Prompt
Copy out each line below in which the string "NoDetectors" appears.

· · · · ·

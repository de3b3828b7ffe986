// 该文件是 Yunsun （云隼） 项目的一部分。
// src/geo.rs - 经纬度换算
//
// 本程序遵循 GNU Affero 通用公共许可证（AGPL）许可协议。
// 本程序的发布旨在提供实用价值，但不作任何形式的担保，
// 包括但不限于对适销性或特定用途适用性的默示担保。
// 更多详情请参阅 GNU 通用公共许可证。
//
// Copyright (C) 2026 Johann Li <me@qinka.pro>, ETVP

use anyhow::Result;

use crate::detect::Detection;

#[cfg(feature = "proj_backend")]
mod proj_backend;
#[cfg(feature = "proj_backend")]
pub use self::proj_backend::ProjProjector;

/// 地图坐标到 WGS84 经纬度的投影能力。
pub trait Projector {
  /// 将 `from_crs` 坐标系中的一点换算为（纬度, 经度）。
  fn project(&self, x: f64, y: f64, from_crs: &str) -> Result<(f64, f64)>;

  /// 批量换算，默认逐点调用。
  fn project_batch(&self, points: &[(f64, f64)], from_crs: &str) -> Result<Vec<(f64, f64)>> {
    points
      .iter()
      .map(|&(x, y)| self.project(x, y, from_crs))
      .collect()
  }
}

/// 经纬度换算的结果。换算失败不是错误，目标保持零值。
#[derive(Debug, Clone, PartialEq)]
pub enum GeoOutcome {
  /// 全部目标已写入经纬度
  Projected,
  /// 影像缺少坐标参考系
  NoCrs,
  /// 没有可用的投影后端
  NoProjector,
  /// 投影后端报错，所有目标保持零值
  Failed(String),
}

/// 为目标批量填充经纬度。
pub fn assign_latlon(
  detections: &mut [Detection],
  crs: Option<&str>,
  projector: Option<&dyn Projector>,
) -> GeoOutcome {
  let Some(crs) = crs else {
    return GeoOutcome::NoCrs;
  };
  let Some(projector) = projector else {
    return GeoOutcome::NoProjector;
  };

  let points: Vec<(f64, f64)> = detections.iter().map(|d| (d.center_x, d.center_y)).collect();
  match projector.project_batch(&points, crs) {
    Ok(latlon) => {
      for (det, (lat, lon)) in detections.iter_mut().zip(latlon) {
        det.lat = lat;
        det.lon = lon;
      }
      GeoOutcome::Projected
    }
    Err(e) => GeoOutcome::Failed(e.to_string()),
  }
}

#[cfg(test)]
mod tests {
  use anyhow::anyhow;

  use super::*;

  struct ShiftProjector;

  impl Projector for ShiftProjector {
    fn project(&self, x: f64, y: f64, _from_crs: &str) -> Result<(f64, f64)> {
      Ok((y / 100000.0, x / 100000.0))
    }
  }

  struct BrokenProjector;

  impl Projector for BrokenProjector {
    fn project(&self, _x: f64, _y: f64, from_crs: &str) -> Result<(f64, f64)> {
      Err(anyhow!("未知坐标系: {from_crs}"))
    }
  }

  fn detection(center_x: f64, center_y: f64) -> Detection {
    Detection {
      id: 1,
      class: "car",
      label: "vehicle",
      score: 0.9,
      bbox_px: [0.0, 0.0, 1.0, 1.0],
      center_x,
      center_y,
      area_m2: 10.0,
      aspect: 1.5,
      elevation: 0.0,
      height_m: 0.0,
      lat: 0.0,
      lon: 0.0,
    }
  }

  #[test]
  fn projects_all_detections() {
    let mut dets = vec![detection(250000.0, 3300000.0), detection(260000.0, 3310000.0)];
    let outcome = assign_latlon(&mut dets, Some("EPSG:32650"), Some(&ShiftProjector));

    assert_eq!(outcome, GeoOutcome::Projected);
    assert!((dets[0].lat - 33.0).abs() < 1e-9);
    assert!((dets[0].lon - 2.5).abs() < 1e-9);
    assert!((dets[1].lat - 33.1).abs() < 1e-9);
  }

  #[test]
  fn missing_crs_keeps_zeroes() {
    let mut dets = vec![detection(1.0, 2.0)];
    assert_eq!(assign_latlon(&mut dets, None, Some(&ShiftProjector)), GeoOutcome::NoCrs);
    assert_eq!(dets[0].lat, 0.0);
    assert_eq!(dets[0].lon, 0.0);
  }

  #[test]
  fn missing_projector_keeps_zeroes() {
    let mut dets = vec![detection(1.0, 2.0)];
    assert_eq!(assign_latlon(&mut dets, Some("EPSG:32650"), None), GeoOutcome::NoProjector);
    assert_eq!(dets[0].lat, 0.0);
  }

  #[test]
  fn backend_failure_is_degraded_not_fatal() {
    let mut dets = vec![detection(1.0, 2.0)];
    let outcome = assign_latlon(&mut dets, Some("EPSG:0"), Some(&BrokenProjector));

    assert!(matches!(outcome, GeoOutcome::Failed(_)));
    assert_eq!(dets[0].lat, 0.0);
    assert_eq!(dets[0].lon, 0.0);
  }
}
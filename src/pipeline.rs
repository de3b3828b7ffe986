// 该文件是 Yunsun （云隼） 项目的一部分。
// src/pipeline.rs - 检测流水线编排
//
// 本程序遵循 GNU Affero 通用公共许可证（AGPL）许可协议。
// 本程序的发布旨在提供实用价值，但不作任何形式的担保，
// 包括但不限于对适销性或特定用途适用性的默示担保。
// 更多详情请参阅 GNU 通用公共许可证。
//
// Copyright (C) 2026 Johann Li <me@qinka.pro>, ETVP

use std::sync::atomic::{AtomicBool, Ordering};

use thiserror::Error;
use tracing::{info, warn};

use crate::cloud::PointCloud;
use crate::config::ClassConfig;
use crate::detect::{Detection, DetectorRegistry};
use crate::geo::{self, Projector};
use crate::raster::{RasterError, RasterSource};

pub mod aggregate;
pub mod filter;
pub mod height;
pub mod merge;
pub mod tile;

pub use self::aggregate::ClassDetections;
pub use self::height::HeightFuser;
pub use self::tile::{TileGrid, Window};

#[derive(Error, Debug)]
pub enum PipelineError {
  #[error("未加载正射影像")]
  MissingRaster,
  #[error("没有可用的检测器")]
  NoDetectors,
  #[error("窗口重叠 {overlap} 不小于窗口边长 {patch}")]
  BadTiling { patch: u32, overlap: u32 },
  #[error("读取影像窗口失败: {0}")]
  Raster(#[from] RasterError),
  #[error("类别 {0} 检测失败: {1}")]
  Detect(&'static str, anyhow::Error),
  #[error("处理已取消")]
  Cancelled,
}

/// 进度回报接口，百分比为 0 到 100 的整数。
pub trait ProgressSink {
  fn report(&self, percent: u8, step: &str);
}

impl<F: Fn(u8, &str)> ProgressSink for F {
  fn report(&self, percent: u8, step: &str) {
    self(percent, step)
  }
}

/// 丢弃全部进度的空回报器。
pub struct NullProgress;

impl ProgressSink for NullProgress {
  fn report(&self, _percent: u8, _step: &str) {}
}

/// 一次完整处理的输入与选项。
pub struct Pipeline<'a> {
  pub raster: &'a dyn RasterSource,
  pub cloud: Option<&'a PointCloud>,
  pub registry: &'a DetectorRegistry,
  /// 待处理类别，输出顺序与此一致。
  pub classes: Vec<&'static ClassConfig>,
  /// 是否执行高度融合。
  pub include_elevation: bool,
  /// 置信度阈值覆盖，None 时使用各类别内置阈值。
  pub conf_override: Option<f32>,
  /// 高度先验采样的随机种子。
  pub seed: u64,
  pub projector: Option<&'a dyn Projector>,
}

impl Pipeline<'_> {
  /// 执行检测、去重、筛选、高度融合与坐标投影。
  ///
  /// 取消标志在滑窗之间检查，取消后返回 [`PipelineError::Cancelled`]，
  /// 不产生部分结果。
  pub fn execute(
    &self,
    progress: &dyn ProgressSink,
    cancel: &AtomicBool,
  ) -> Result<Vec<Detection>, PipelineError> {
    let classes: Vec<&'static ClassConfig> = self
      .classes
      .iter()
      .copied()
      .filter(|cfg| self.registry.contains(cfg.class))
      .collect();
    if classes.is_empty() {
      return Err(PipelineError::NoDetectors);
    }
    for cfg in &self.classes {
      if !self.registry.contains(cfg.class) {
        warn!("类别 {} 没有检测器，跳过", cfg.class);
      }
    }

    progress.report(10, "Loading models...");

    let collected = aggregate::collect(
      self.raster,
      self.registry,
      &classes,
      self.conf_override,
      progress,
      cancel,
    )?;
    if cancel.load(Ordering::Relaxed) {
      return Err(PipelineError::Cancelled);
    }

    let affine = self.raster.affine();
    let pixel_size = self.raster.pixel_size();
    let mut detections = Vec::new();
    for class in collected {
      let config = class.config;
      let kept = merge::resolve(class.boxes, config.iou_thresh);
      info!("类别 {} 去重后剩余 {} 个候选", config.class, kept.len());
      let passed = filter::apply(config, kept, pixel_size, &affine);
      info!("类别 {} 筛选后保留 {} 个目标", config.class, passed.len());
      detections.extend(passed);
    }

    if cancel.load(Ordering::Relaxed) {
      return Err(PipelineError::Cancelled);
    }

    if self.include_elevation {
      progress.report(85, "Height analysis...");
      let mut fuser = HeightFuser::with_seed(self.seed);
      fuser.fuse(&mut detections, self.cloud, &affine);
    }

    if cancel.load(Ordering::Relaxed) {
      return Err(PipelineError::Cancelled);
    }

    progress.report(95, "Coordinate transform...");
    let outcome = geo::assign_latlon(&mut detections, self.raster.crs(), self.projector);
    match outcome {
      geo::GeoOutcome::Projected => {}
      geo::GeoOutcome::NoCrs => warn!("影像缺少坐标参考系，跳过经纬度换算"),
      geo::GeoOutcome::NoProjector => warn!("没有可用的投影后端，跳过经纬度换算"),
      geo::GeoOutcome::Failed(ref reason) => warn!("经纬度换算失败: {}", reason),
    }

    progress.report(100, "Complete");
    Ok(detections)
  }
}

· · · · ·

Expected output
  NoDetectors,
      return Err(PipelineError::NoDetectors);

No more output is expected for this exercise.